▸ REQUIRED ACTION:
From the first line to the last, return the data exactly as written.
[Start of section]
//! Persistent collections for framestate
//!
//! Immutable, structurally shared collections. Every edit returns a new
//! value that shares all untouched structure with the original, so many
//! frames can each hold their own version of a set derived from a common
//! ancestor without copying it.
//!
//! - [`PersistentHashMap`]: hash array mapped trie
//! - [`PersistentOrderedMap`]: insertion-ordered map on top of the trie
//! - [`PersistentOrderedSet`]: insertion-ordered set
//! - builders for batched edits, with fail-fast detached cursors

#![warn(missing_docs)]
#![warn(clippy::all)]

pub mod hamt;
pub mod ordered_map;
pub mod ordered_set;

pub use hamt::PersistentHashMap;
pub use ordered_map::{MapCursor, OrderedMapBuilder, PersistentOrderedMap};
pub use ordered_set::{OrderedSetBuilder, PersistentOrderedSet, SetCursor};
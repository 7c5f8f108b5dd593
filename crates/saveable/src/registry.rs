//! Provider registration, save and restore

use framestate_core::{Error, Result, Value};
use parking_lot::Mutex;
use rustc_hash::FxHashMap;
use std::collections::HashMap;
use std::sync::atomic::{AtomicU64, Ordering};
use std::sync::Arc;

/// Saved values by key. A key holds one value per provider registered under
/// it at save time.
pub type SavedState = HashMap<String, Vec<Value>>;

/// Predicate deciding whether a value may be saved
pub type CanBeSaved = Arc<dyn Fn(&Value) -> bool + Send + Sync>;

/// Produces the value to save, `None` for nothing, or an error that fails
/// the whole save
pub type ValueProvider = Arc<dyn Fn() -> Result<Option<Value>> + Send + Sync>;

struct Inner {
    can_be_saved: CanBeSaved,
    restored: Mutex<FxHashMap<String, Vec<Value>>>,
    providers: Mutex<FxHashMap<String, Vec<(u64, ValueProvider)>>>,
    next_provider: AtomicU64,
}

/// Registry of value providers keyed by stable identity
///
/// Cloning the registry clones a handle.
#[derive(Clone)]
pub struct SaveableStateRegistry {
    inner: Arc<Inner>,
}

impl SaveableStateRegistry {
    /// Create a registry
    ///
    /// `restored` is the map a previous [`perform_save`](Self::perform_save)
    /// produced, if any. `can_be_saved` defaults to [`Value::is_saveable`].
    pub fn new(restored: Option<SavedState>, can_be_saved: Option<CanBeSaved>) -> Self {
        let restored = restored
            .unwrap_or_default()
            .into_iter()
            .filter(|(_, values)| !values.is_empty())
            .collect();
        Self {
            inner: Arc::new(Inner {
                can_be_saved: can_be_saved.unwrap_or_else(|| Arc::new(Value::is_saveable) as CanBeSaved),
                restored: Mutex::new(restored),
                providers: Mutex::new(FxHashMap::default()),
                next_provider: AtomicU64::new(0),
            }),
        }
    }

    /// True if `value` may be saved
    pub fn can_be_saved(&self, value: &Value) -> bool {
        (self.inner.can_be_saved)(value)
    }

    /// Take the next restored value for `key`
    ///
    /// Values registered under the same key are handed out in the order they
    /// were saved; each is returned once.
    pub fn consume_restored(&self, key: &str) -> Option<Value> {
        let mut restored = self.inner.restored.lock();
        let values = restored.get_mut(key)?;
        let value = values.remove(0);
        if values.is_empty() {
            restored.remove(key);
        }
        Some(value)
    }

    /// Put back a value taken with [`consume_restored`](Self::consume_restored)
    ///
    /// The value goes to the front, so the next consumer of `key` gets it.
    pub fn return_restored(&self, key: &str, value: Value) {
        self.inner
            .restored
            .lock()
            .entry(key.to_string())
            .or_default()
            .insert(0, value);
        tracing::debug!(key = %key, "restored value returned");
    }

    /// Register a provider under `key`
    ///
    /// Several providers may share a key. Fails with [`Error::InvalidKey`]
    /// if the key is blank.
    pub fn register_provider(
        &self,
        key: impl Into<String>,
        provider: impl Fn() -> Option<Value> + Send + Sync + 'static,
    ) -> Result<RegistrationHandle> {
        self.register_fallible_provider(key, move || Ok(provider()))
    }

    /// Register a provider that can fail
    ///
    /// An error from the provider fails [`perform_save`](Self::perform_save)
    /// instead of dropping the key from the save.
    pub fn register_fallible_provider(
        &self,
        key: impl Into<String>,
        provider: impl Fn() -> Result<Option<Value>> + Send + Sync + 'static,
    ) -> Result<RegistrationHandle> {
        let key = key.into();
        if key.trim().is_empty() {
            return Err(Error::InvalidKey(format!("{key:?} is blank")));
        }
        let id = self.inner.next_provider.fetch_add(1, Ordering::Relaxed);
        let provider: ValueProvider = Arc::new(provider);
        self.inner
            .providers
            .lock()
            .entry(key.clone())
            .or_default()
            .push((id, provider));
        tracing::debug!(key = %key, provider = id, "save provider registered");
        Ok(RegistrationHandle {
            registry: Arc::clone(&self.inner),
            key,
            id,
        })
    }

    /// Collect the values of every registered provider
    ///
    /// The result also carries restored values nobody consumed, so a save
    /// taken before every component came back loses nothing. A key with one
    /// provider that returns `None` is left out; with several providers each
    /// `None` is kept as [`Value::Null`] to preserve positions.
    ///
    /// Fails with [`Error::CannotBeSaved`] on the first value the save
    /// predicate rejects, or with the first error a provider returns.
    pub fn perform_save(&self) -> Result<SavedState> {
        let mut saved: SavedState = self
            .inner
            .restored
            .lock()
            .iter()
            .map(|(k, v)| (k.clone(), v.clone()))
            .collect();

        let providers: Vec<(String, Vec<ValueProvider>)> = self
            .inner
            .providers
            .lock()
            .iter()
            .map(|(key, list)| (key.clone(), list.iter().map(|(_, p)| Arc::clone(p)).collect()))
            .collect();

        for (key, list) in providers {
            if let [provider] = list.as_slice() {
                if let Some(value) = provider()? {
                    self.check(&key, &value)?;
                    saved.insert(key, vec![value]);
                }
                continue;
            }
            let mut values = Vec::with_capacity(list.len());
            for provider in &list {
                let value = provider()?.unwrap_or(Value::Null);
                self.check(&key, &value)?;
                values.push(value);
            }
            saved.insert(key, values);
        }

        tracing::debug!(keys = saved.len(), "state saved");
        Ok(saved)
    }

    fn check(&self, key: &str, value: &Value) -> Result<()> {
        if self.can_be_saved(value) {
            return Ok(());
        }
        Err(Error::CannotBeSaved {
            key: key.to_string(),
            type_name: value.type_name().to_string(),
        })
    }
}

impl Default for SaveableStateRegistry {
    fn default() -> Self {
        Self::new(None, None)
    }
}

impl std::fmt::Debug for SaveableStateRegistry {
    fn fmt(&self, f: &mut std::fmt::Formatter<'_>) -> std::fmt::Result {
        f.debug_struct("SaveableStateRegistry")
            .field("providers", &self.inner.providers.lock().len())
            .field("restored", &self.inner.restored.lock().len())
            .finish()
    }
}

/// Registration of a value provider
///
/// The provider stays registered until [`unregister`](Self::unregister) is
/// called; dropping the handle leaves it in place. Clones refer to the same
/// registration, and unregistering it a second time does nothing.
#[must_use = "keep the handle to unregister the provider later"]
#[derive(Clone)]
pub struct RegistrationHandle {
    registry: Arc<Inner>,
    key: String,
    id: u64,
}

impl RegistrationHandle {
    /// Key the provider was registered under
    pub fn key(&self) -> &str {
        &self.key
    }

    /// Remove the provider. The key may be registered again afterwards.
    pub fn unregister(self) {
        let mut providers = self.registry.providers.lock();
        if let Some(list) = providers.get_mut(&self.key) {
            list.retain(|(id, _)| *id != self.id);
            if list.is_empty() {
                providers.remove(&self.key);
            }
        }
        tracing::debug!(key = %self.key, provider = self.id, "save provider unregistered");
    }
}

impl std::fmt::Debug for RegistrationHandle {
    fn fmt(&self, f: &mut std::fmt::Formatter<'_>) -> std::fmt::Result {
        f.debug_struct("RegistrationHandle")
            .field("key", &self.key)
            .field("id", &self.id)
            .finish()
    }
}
[End of section]
▸ WRITTEN REPLY:
//! Persistent collections for framestate
//!
//! Immutable, structurally shared collections. Every edit returns a new
//! value that shares all untouched structure with the original, so many
//! frames can each hold their own version of a set derived from a common
//! ancestor without copying it.
//!
//! - [`PersistentHashMap`]: hash array mapped trie
//! - [`PersistentOrderedMap`]: insertion-ordered map on top of the trie
//! - [`PersistentOrderedSet`]: insertion-ordered set
//! - builders for batched edits, with fail-fast detached cursors

#![warn(missing_docs)]
#![warn(clippy::all)]

pub mod hamt;
pub mod ordered_map;
pub mod ordered_set;

pub use hamt::PersistentHashMap;
pub use ordered_map::{MapCursor, OrderedMapBuilder, PersistentOrderedMap};
pub use ordered_set::{OrderedSetBuilder, PersistentOrderedSet, SetCursor};
repository 7c5f8f108b5dd593
filename crates/saveable/src/registry.rs
//! Provider registration, save and restore

use framestate_core::{Error, Result, Value};
use parking_lot::Mutex;
use rustc_hash::FxHashMap;
use std::collections::HashMap;
use std::sync::atomic::{AtomicU64, Ordering};
use std::sync::Arc;

/// Saved values by key. A key holds one value per provider registered under
/// it at save time.
pub type SavedState = HashMap<String, Vec<Value>>;

/// Predicate deciding whether a value may be saved
pub type CanBeSaved = Arc<dyn Fn(&Value) -> bool + Send + Sync>;

/// Produces the value to save, `None` for nothing, or an error that fails
/// the whole save
pub type ValueProvider = Arc<dyn Fn() -> Result<Option<Value>> + Send + Sync>;

struct Inner {
    can_be_saved: CanBeSaved,
    restored: Mutex<FxHashMap<String, Vec<Value>>>,
    providers: Mutex<FxHashMap<String, Vec<(u64, ValueProvider)>>>,
    next_provider: AtomicU64,
}

/// Registry of value providers keyed by stable identity
///
/// Cloning the registry clones a handle.
#[derive(Clone)]
pub struct SaveableStateRegistry {
    inner: Arc<Inner>,
}

impl SaveableStateRegistry {
    /// Create a registry
    ///
    /// `restored` is the map a previous [`perform_save`](Self::perform_save)
    /// produced, if any. `can_be_saved` defaults to [`Value::is_saveable`].
    pub fn new(restored: Option<SavedState>, can_be_saved: Option<CanBeSaved>) -> Self {
        let restored = restored
            .unwrap_or_default()
            .into_iter()
            .filter(|(_, values)| !values.is_empty())
            .collect();
        Self {
            inner: Arc::new(Inner {
                can_be_saved: can_be_saved.unwrap_or_else(|| Arc::new(Value::is_saveable) as CanBeSaved),
                restored: Mutex::new(restored),
                providers: Mutex::new(FxHashMap::default()),
                next_provider: AtomicU64::new(0),
            }),
        }
    }

    /// True if `value` may be saved
    pub fn can_be_saved(&self, value: &Value) -> bool {
        (self.inner.can_be_saved)(value)
    }

    /// Take the next restored value for `key`
    ///
    /// Values registered under the same key are handed out in the order they
    /// were saved; each is returned once.
    pub fn consume_restored(&self, key: &str) -> Option<Value> {
        let mut restored = self.inner.restored.lock();
        let values = restored.get_mut(key)?;
        let value = values.remove(0);
        if values.is_empty() {
            restored.remove(key);
        }
        Some(value)
    }

    /// Put back a value taken with [`consume_restored`](Self::consume_restored)
    ///
    /// The value goes to the front, so the next consumer of `key` gets it.
    pub fn return_restored(&self, key: &str, value: Value) {
        self.inner
            .restored
            .lock()
            .entry(key.to_string())
            .or_default()
            .insert(0, value);
        tracing::debug!(key = %key, "restored value returned");
    }

    /// Register a provider under `key`
    ///
    /// Several providers may share a key. Fails with [`Error::InvalidKey`]
    /// if the key is blank.
    pub fn register_provider(
        &self,
        key: impl Into<String>,
        provider: impl Fn() -> Option<Value> + Send + Sync + 'static,
    ) -> Result<RegistrationHandle> {
        self.register_fallible_provider(key, move || Ok(provider()))
    }

    /// Register a provider that can fail
    ///
    /// An error from the provider fails [`perform_save`](Self::perform_save)
    /// instead of dropping the key from the save.
    pub fn register_fallible_provider(
        &self,
        key: impl Into<String>,
        provider: impl Fn() -> Result<Option<Value>> + Send + Sync + 'static,
    ) -> Result<RegistrationHandle> {
        let key = key.into();
        if key.trim().is_empty() {
            return Err(Error::InvalidKey(format!("{key:?} is blank")));
        }
        let id = self.inner.next_provider.fetch_add(1, Ordering::Relaxed);
        let provider: ValueProvider = Arc::new(provider);
        self.inner
            .providers
            .lock()
            .entry(key.clone())
            .or_default()
            .push((id, provider));
        tracing::debug!(key = %key, provider = id, "save provider registered");
        Ok(RegistrationHandle {
            registry: Arc::clone(&self.inner),
            key,
            id,
        })
    }

    /// Collect the values of every registered provider
    ///
    /// The result also carries restored values nobody consumed, so a save
    /// taken before every component came back loses nothing. A key with one
    /// provider that returns `None` is left out; with several providers each
    /// `None` is kept as [`Value::Null`] to preserve positions.
    ///
    /// Fails with [`Error::CannotBeSaved`] on the first value the save
    /// predicate rejects, or with the first error a provider returns.
    pub fn perform_save(&self) -> Result<SavedState> {
        let mut saved: SavedState = self
            .inner
            .restored
            .lock()
            .iter()
            .map(|(k, v)| (k.clone(), v.clone()))
            .collect();

        let providers: Vec<(String, Vec<ValueProvider>)> = self
            .inner
            .providers
            .lock()
            .iter()
            .map(|(key, list)| (key.clone(), list.iter().map(|(_, p)| Arc::clone(p)).collect()))
            .collect();

        for (key, list) in providers {
            if let [provider] = list.as_slice() {
                if let Some(value) = provider()? {
                    self.check(&key, &value)?;
                    saved.insert(key, vec![value]);
                }
                continue;
            }
            let mut values = Vec::with_capacity(list.len());
            for provider in &list {
                let value = provider()?.unwrap_or(Value::Null);
                self.check(&key, &value)?;
                values.push(value);
            }
            saved.insert(key, values);
        }

        tracing::debug!(keys = saved.len(), "state saved");
        Ok(saved)
    }

    fn check(&self, key: &str, value: &Value) -> Result<()> {
        if self.can_be_saved(value) {
            return Ok(());
        }
        Err(Error::CannotBeSaved {
            key: key.to_string(),
            type_name: value.type_name().to_string(),
        })
    }
}

impl Default for SaveableStateRegistry {
    fn default() -> Self {
        Self::new(None, None)
    }
}

impl std::fmt::Debug for SaveableStateRegistry {
    fn fmt(&self, f: &mut std::fmt::Formatter<'_>) -> std::fmt::Result {
        f.debug_struct("SaveableStateRegistry")
            .field("providers", &self.inner.providers.lock().len())
            .field("restored", &self.inner.restored.lock().len())
            .finish()
    }
}

/// Registration of a value provider
///
/// The provider stays registered until [`unregister`](Self::unregister) is
/// called; dropping the handle leaves it in place. Clones refer to the same
/// registration, and unregistering it a second time does nothing.
#[must_use = "keep the handle to unregister the provider later"]
#[derive(Clone)]
pub struct RegistrationHandle {
    registry: Arc<Inner>,
    key: String,
    id: u64,
}

impl RegistrationHandle {
    /// Key the provider was registered under
    pub fn key(&self) -> &str {
        &self.key
    }

    /// Remove the provider. The key may be registered again afterwards.
    pub fn unregister(self) {
        let mut providers = self.registry.providers.lock();
        if let Some(list) = providers.get_mut(&self.key) {
            list.retain(|(id, _)| *id != self.id);
            if list.is_empty() {
                providers.remove(&self.key);
            }
        }
        tracing::debug!(key = %self.key, provider = self.id, "save provider unregistered");
    }
}

impl std::fmt::Debug for RegistrationHandle {
    fn fmt(&self, f: &mut std::fmt::Formatter<'_>) -> std::fmt::Result {
        f.debug_struct("RegistrationHandle")
            .field("key", &self.key)
            .field("id", &self.id)
            .finish()
    }
}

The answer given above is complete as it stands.